Ravnica: Cluedo Edition、あるいはRavnica: Clue Editionは多人数戦特殊プレイ用のサプリメント・セット。2024年2月23日発売。英語版のみ。

マジック:ザ・ギャザリングとボードゲーム「クルード/Cluedo」を組み合わせた遊び方を提供するサプリメント・セット。セット単体で遊ぶことができ、2~4人でのプレイが推奨されている。ギルド魔道士のボディー/Boddyが彼の邸宅で殺害された。君は探偵となり見事事件を解決するか、最後に一人残る容疑者となるかでゲームに勝利しよう。

MTG Wiki該当ページより

 引用の通り、対戦型推理ゲームである「クルード/Cluedo」とMtGのコラボ製品です。探偵ものミステリにインスパイアされたメインセット「カルロフ邸殺人事件」とフレーバーを合わせて作成されており、そのため舞台はお馴染みラヴニカ。プレイヤーは探偵となり、MtGのゲームをしながら、他の探偵(プレイヤー)に先んじて事件の真相を解明するか、あるいは他の探偵たちのライフを0にして勝利を目指します。

 ……もう一度言います。真相を解明できなかった探偵は、他の探偵を全員叩きのめして勝利することを目指します。これだけ読むとあまりにバカゲーすぎるんですが、ルールにはっきりそう書いてあります。
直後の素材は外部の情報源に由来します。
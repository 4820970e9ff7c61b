//! Project showcase messages.

use folio_model::{ProjectFilter, ProjectId};

/// Messages for the project grid and its detail overlay.
#[derive(Debug, Clone, Copy)]
pub enum ProjectsMessage {
    /// Filter tab pressed
    FilterSelected(ProjectFilter),

    /// Project card pressed
    Opened(ProjectId),

    /// Close button, backdrop, or Escape
    Closed,
}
そんな舞城王太郎ミステリみたいな。

 では、推理ゲーム部分のルールについてざっくり説明します。
 まずはゲーム開始時に「犯人」「凶器」「事件現場」の3つの組み合わせ=「事件の真相」をどのプレイヤーにもわからない形で決定します。

 その後、各プレイヤーにはそれぞれの秘匿情報が配られます。ゲーム中に他人の情報を得るには、相手に攻撃を通すか、終了ステップに証拠収集6(墓地からマナコスト6以上になるようにカード1枚以上を追放)を行う必要があります。これを「推理をする」と呼びます。
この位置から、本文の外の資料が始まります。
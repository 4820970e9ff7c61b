//! Per-URL image load status.
//!
//! The cache is generic over the decoded handle so the core stays free of
//! any toolkit types. A failed load is remembered so the view can show a
//! placeholder without retrying.

use std::collections::HashMap;
use std::fmt::Display;

use serde::Serialize;

/// Load state of one image.
#[derive(Debug, Clone, Copy, PartialEq, Eq, Serialize)]
#[serde(rename_all = "lowercase")]
pub enum ImageStatus {
    Pending,
    Ready,
    Failed,
}

#[derive(Debug, Clone)]
enum Entry<H> {
    Pending,
    Ready(H),
    Failed,
}

/// Image handles keyed by source URL.
#[derive(Debug, Clone)]
pub struct ImageCache<H> {
    entries: HashMap<String, Entry<H>>,
}

impl<H> Default for ImageCache<H> {
    fn default() -> Self {
        Self {
            entries: HashMap::new(),
        }
    }
}

impl<H> ImageCache<H> {
    pub fn new() -> Self {
        Self::default()
    }

    /// Mark `url` as requested. Returns true when the caller should start a
    /// load, false when the URL is already pending, ready, or failed.
    pub fn request(&mut self, url: &str) -> bool {
        if self.entries.contains_key(url) {
            return false;
        }
        self.entries.insert(url.to_string(), Entry::Pending);
        true
    }

    /// Record the outcome of a load.
    pub fn resolve<E: Display>(&mut self, url: &str, result: Result<H, E>) {
        let entry = match result {
            Ok(handle) => Entry::Ready(handle),
            Err(error) => {
                tracing::warn!(url, %error, "image unavailable, using placeholder");
                Entry::Failed
            }
        };
        self.entries.insert(url.to_string(), entry);
    }

    /// Status of `url`; never-requested URLs report `Pending`.
    pub fn status(&self, url: &str) -> ImageStatus {
        match self.entries.get(url) {
            None | Some(Entry::Pending) => ImageStatus::Pending,
            Some(Entry::Ready(_)) => ImageStatus::Ready,
            Some(Entry::Failed) => ImageStatus::Failed,
        }
    }

    pub fn get(&self, url: &str) -> Option<&H> {
        match self.entries.get(url) {
            Some(Entry::Ready(handle)) => Some(handle),
            _ => None,
        }
    }

    pub fn len(&self) -> usize {
        self.entries.len()
    }

    pub fn is_empty(&self) -> bool {
        self.entries.is_empty()
    }
}

/// Local file name for an image URL.
///
/// Takes the last path segment with any query or fragment removed, and adds
/// `.jpg` when the segment has no extension of its own. Returns `None` when
/// the URL has no usable segment.
pub fn asset_file_name(url: &str) -> Option<String> {
    let path = url.split(['?', '#']).next().unwrap_or_default();
    let segment = path.rsplit('/').next().unwrap_or_default();
    if segment.is_empty() || segment.contains(':') {
        return None;
    }
    if segment.contains('.') {
        Some(segment.to_string())
    } else {
        Some(format!("{segment}.jpg"))
    }
}

#[cfg(test)]
mod tests {
    use super::*;

    #[test]
    fn request_only_once() {
        let mut cache: ImageCache<u8> = ImageCache::new();
        assert!(cache.request("a"));
        assert!(!cache.request("a"));
        assert_eq!(cache.status("a"), ImageStatus::Pending);
    }

    #[test]
    fn failure_is_remembered() {
        let mut cache: ImageCache<u8> = ImageCache::new();
        cache.request("a");
        cache.resolve::<&str>("a", Err("not found"));
        assert_eq!(cache.status("a"), ImageStatus::Failed);
        assert!(!cache.request("a"));
        assert!(cache.get("a").is_none());
    }

    #[test]
    fn ready_handle_is_returned() {
        let mut cache = ImageCache::new();
        cache.resolve::<&str>("a", Ok(7u8));
        assert_eq!(cache.get("a"), Some(&7));
        assert_eq!(cache.status("a"), ImageStatus::Ready);
    }

    #[test]
    fn file_name_strips_query() {
        assert_eq!(
            asset_file_name(
                "https://images.unsplash.com/photo-1514320291840-2e0a9bf2a9ae?q=80&w=2070&auto=format&fit=crop"
            ),
            Some("photo-1514320291840-2e0a9bf2a9ae.jpg".to_string())
        );
    }

    #[test]
    fn file_name_keeps_existing_extension() {
        assert_eq!(asset_file_name("/profile.jpeg"), Some("profile.jpeg".to_string()));
    }

    #[test]
    fn file_name_rejects_empty_segment() {
        assert_eq!(asset_file_name("https://example.com/"), None);
        assert_eq!(asset_file_name(""), None);
    }
}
 「推理」によって対戦相手から得た情報と自分の情報を合わせて、真相となる「犯人」「凶器」「事件現場」の3つの組み合わせを当てることができたプレイヤーが、その時点でゲームに勝利します
 ただし、事件の真相を当てるための「最終推理の発表(告発)」はゲーム中に一度しか行えません。これを外してしまったら、残りの探偵を倒してゲームに勝利するしかなくなります。

 大まかなルールは以上です。すでに「マジックをプレイしながら他のゲームを、しかも推理ゲームをしなくてはいけない」上に、ついでに「英語版しかない」という、とっつきにくいポイントが二つも存在していますね。
 推理ゲーム部分が面白いという確信が持てないと「安い買い物でもないし、普通にマジックで遊べばいいか……」となってしまうのではないでしょうか。少なくとも筆者はそうでした。

 それなのになぜ発売10ヶ月越しにわざわざこのゲームを遊ぼうと思ったか。それは次の項目に関わります。話を先に進めていきましょう。


◎製品内容

Ravnica: Cluedo Editionブースター×8。
・計21枚の証拠カード(容疑者カード6枚、凶器カード5枚、現場カード10枚)。
・情報を隠すスクリーン4枚。
・証拠用メモ帳1冊。
・事件簿用封筒1つ。
・ストレージボックス1箱
新規イラストのフォイル仕様ボーダーレス版ショックランド10種類のうちいずれか1枚。

MTG Wiki該当ページより

 重要なのは太字にした2つです。

 まず「Ravnica: Cluedo Editionブースター×8」。これはいわゆるジャンプスタートブースター相当の製品で、1パックあたり土地を含む20枚入り。2つを組み合わせて1デッキとします。
 20種類のデッキから8パックが封入されているので、製品を1つ買うと4人で遊べるようになっているということですね。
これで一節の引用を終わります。